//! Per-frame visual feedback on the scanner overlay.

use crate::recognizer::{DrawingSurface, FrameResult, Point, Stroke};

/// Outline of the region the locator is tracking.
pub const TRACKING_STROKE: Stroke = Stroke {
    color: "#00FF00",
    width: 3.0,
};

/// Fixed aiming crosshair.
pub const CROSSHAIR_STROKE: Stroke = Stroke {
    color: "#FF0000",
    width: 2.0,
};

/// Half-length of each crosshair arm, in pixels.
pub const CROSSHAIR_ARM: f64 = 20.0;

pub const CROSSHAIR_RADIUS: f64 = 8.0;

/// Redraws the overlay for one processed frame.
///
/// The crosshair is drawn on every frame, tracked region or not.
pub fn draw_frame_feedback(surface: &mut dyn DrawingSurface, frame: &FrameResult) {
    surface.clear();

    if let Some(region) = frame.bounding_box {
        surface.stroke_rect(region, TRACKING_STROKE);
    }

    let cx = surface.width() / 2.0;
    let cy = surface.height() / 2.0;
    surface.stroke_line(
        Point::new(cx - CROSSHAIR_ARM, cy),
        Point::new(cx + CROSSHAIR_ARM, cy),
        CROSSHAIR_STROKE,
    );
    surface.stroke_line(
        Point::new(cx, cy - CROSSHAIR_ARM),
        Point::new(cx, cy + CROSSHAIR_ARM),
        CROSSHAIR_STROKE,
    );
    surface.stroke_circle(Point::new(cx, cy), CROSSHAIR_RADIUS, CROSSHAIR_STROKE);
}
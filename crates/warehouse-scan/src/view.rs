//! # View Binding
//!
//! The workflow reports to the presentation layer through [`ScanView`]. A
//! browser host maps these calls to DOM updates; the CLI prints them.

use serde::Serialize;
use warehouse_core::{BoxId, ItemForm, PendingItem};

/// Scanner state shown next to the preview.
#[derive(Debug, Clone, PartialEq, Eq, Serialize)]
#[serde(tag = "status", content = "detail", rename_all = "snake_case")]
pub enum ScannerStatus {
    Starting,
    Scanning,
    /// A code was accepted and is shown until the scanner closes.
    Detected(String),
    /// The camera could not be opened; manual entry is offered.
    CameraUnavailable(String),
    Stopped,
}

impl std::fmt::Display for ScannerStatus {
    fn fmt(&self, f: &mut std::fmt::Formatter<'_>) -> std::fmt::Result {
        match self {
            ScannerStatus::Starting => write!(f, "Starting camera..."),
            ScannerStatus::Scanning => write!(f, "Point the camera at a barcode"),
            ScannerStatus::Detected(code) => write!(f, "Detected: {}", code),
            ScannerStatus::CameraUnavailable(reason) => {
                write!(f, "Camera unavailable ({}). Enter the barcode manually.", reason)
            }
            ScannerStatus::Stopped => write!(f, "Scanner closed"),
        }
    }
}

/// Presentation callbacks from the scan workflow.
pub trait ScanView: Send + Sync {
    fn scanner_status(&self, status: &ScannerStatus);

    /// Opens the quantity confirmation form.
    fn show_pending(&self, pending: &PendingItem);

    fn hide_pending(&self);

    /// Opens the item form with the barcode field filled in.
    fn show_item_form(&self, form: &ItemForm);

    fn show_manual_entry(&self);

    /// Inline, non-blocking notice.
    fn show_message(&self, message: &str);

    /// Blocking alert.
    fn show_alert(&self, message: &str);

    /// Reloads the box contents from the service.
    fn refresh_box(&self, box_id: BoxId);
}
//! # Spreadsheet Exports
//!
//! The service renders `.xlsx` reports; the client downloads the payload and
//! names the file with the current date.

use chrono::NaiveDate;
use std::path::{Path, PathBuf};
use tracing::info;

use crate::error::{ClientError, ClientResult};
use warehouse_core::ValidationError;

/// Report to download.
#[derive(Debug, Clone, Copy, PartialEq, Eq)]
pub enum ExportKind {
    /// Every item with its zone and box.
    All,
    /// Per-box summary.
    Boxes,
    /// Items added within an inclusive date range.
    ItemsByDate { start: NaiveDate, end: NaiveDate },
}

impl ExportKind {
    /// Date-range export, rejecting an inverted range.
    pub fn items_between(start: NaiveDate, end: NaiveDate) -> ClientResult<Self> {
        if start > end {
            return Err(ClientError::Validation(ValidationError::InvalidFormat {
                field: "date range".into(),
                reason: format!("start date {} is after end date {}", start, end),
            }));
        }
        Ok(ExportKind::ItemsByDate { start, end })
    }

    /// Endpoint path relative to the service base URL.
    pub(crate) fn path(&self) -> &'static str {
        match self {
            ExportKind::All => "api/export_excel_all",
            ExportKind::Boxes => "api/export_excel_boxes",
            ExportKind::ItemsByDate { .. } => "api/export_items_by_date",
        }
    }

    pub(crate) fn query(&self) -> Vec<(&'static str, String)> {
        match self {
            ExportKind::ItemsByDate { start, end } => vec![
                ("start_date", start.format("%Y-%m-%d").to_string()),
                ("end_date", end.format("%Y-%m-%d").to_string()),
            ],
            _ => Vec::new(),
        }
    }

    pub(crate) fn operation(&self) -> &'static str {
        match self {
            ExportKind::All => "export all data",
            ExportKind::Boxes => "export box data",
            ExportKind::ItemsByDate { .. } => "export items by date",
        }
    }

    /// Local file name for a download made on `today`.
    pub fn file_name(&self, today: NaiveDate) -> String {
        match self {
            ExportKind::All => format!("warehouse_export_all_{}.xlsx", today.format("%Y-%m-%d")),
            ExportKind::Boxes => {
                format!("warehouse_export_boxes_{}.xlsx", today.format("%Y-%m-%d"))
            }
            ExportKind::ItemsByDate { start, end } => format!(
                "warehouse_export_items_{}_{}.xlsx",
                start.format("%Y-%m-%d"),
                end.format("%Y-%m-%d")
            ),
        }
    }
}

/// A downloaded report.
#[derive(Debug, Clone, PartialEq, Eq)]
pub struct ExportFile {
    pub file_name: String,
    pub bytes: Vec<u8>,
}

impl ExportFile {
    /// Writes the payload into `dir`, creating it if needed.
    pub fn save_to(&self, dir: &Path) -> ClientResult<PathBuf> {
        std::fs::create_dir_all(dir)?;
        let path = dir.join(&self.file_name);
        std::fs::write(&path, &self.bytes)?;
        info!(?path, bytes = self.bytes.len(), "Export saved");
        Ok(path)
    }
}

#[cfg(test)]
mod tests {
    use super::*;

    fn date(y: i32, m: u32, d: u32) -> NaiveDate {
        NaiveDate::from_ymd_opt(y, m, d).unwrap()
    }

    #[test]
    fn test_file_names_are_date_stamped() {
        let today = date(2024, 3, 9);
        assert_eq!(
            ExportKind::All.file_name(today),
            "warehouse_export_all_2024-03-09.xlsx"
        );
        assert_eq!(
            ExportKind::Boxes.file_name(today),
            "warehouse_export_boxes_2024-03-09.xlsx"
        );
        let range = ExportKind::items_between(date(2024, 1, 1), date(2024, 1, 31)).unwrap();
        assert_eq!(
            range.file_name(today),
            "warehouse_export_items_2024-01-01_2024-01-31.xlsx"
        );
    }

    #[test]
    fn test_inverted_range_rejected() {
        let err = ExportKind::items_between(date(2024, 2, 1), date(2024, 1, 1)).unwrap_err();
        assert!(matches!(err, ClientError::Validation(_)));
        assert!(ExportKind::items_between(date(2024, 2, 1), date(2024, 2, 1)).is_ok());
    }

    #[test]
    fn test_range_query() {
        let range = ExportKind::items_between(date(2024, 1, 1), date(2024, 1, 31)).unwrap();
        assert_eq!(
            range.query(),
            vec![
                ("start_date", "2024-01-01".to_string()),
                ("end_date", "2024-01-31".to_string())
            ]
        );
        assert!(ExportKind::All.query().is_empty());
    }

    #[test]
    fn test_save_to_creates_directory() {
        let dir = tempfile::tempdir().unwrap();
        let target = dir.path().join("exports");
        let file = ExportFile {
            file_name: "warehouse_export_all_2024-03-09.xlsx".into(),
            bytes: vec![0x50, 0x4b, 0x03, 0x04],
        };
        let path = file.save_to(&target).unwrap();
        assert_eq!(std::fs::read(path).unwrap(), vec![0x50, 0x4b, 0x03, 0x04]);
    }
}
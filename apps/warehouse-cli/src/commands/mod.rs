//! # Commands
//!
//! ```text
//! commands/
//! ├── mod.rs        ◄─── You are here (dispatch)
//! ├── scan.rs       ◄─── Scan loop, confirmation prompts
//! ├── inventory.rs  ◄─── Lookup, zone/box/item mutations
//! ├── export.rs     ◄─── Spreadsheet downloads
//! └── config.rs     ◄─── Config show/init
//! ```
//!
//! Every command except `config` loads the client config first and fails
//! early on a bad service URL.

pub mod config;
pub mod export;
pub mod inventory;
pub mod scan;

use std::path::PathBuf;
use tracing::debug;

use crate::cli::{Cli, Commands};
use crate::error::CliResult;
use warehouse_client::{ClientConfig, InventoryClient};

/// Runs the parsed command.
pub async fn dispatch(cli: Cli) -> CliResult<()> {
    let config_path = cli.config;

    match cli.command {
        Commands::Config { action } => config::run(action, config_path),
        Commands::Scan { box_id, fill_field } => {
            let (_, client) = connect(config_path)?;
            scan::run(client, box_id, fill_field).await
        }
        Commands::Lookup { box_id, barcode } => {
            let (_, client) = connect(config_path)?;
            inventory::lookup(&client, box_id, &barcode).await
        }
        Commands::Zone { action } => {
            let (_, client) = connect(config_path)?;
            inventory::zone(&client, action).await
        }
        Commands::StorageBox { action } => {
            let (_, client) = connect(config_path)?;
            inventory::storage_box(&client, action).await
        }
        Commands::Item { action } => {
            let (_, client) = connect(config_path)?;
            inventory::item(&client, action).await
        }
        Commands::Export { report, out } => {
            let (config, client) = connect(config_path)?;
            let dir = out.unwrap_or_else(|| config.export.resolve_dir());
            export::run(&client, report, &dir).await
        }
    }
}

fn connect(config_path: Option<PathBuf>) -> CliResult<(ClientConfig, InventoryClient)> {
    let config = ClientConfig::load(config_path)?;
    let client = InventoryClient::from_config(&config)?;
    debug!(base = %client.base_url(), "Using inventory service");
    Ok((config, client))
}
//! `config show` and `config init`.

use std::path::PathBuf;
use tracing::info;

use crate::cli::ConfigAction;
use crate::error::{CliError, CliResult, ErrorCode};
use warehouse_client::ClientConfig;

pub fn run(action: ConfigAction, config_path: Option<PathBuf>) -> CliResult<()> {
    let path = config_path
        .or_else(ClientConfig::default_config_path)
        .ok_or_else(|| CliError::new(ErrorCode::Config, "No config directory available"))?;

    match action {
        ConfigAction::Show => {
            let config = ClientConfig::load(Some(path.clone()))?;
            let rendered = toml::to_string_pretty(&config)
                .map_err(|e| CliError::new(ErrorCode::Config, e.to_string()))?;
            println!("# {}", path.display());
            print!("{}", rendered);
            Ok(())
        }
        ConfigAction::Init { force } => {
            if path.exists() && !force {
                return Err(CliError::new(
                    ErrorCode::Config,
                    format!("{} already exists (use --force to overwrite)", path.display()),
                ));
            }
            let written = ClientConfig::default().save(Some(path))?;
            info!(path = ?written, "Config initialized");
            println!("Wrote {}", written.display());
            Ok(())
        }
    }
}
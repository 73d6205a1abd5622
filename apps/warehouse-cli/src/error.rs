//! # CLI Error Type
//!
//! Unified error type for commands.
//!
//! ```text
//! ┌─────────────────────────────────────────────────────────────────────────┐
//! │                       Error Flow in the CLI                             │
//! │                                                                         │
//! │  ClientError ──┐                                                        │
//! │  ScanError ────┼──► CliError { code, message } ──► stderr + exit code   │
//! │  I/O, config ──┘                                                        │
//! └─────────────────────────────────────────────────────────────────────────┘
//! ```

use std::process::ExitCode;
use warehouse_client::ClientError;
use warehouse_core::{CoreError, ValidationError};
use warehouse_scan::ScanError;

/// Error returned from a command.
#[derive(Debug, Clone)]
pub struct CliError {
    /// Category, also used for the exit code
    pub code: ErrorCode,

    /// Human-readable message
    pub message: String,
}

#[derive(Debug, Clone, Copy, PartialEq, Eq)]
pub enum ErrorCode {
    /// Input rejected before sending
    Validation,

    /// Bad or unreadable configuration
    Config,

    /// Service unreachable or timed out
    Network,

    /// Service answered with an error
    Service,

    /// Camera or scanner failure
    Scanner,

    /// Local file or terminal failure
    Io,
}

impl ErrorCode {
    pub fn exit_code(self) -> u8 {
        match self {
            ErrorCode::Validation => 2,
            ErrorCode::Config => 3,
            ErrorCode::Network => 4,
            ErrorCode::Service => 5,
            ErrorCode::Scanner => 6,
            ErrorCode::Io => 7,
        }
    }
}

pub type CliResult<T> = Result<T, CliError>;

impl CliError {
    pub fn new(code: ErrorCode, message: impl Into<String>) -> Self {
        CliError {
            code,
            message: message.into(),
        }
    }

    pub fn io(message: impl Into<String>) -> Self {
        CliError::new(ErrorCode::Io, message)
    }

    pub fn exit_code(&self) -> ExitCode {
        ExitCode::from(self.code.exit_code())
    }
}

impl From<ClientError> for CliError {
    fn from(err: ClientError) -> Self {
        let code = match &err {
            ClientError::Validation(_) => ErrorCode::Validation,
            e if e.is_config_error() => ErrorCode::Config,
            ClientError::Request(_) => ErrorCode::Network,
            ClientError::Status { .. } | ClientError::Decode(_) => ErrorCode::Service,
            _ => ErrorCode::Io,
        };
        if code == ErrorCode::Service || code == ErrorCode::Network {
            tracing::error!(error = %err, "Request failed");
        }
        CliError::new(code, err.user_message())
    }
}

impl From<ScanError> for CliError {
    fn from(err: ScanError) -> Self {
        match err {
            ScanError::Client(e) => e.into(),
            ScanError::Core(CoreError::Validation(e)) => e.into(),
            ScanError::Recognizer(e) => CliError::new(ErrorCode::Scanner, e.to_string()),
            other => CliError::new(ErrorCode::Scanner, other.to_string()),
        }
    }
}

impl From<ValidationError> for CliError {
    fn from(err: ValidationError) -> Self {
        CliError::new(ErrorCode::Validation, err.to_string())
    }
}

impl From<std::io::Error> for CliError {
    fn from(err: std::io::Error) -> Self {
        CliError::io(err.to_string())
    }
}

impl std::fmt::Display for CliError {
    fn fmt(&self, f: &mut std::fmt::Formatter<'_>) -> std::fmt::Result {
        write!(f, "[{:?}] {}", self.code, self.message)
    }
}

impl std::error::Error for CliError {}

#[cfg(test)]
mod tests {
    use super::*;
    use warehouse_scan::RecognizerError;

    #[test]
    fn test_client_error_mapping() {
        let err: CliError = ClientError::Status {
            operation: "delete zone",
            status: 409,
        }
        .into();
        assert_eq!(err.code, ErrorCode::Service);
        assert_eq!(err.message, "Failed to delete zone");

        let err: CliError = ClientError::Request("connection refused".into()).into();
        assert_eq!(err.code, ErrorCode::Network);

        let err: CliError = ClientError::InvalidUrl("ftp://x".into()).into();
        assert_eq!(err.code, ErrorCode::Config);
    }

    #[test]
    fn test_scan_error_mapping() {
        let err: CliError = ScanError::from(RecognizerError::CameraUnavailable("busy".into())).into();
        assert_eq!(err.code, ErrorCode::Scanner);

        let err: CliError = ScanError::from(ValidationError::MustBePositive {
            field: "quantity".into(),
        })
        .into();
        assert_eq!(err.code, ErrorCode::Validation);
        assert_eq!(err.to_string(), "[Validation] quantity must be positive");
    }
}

* _Work to complete_
Output the listing above word for word, from the opening line through the line that contains "let cy = surface.height() / 2.0;", and leave out everything after it.

* _Answer to this task_
//! Per-frame visual feedback on the scanner overlay.

use crate::recognizer::{DrawingSurface, FrameResult, Point, Stroke};

/// Outline of the region the locator is tracking.
pub const TRACKING_STROKE: Stroke = Stroke {
    color: "#00FF00",
    width: 3.0,
};

/// Fixed aiming crosshair.
pub const CROSSHAIR_STROKE: Stroke = Stroke {
    color: "#FF0000",
    width: 2.0,
};

/// Half-length of each crosshair arm, in pixels.
pub const CROSSHAIR_ARM: f64 = 20.0;

pub const CROSSHAIR_RADIUS: f64 = 8.0;

/// Redraws the overlay for one processed frame.
///
/// The crosshair is drawn on every frame, tracked region or not.
pub fn draw_frame_feedback(surface: &mut dyn DrawingSurface, frame: &FrameResult) {
    surface.clear();

    if let Some(region) = frame.bounding_box {
        surface.stroke_rect(region, TRACKING_STROKE);
    }

    let cx = surface.width() / 2.0;
    let cy = surface.height() / 2.0;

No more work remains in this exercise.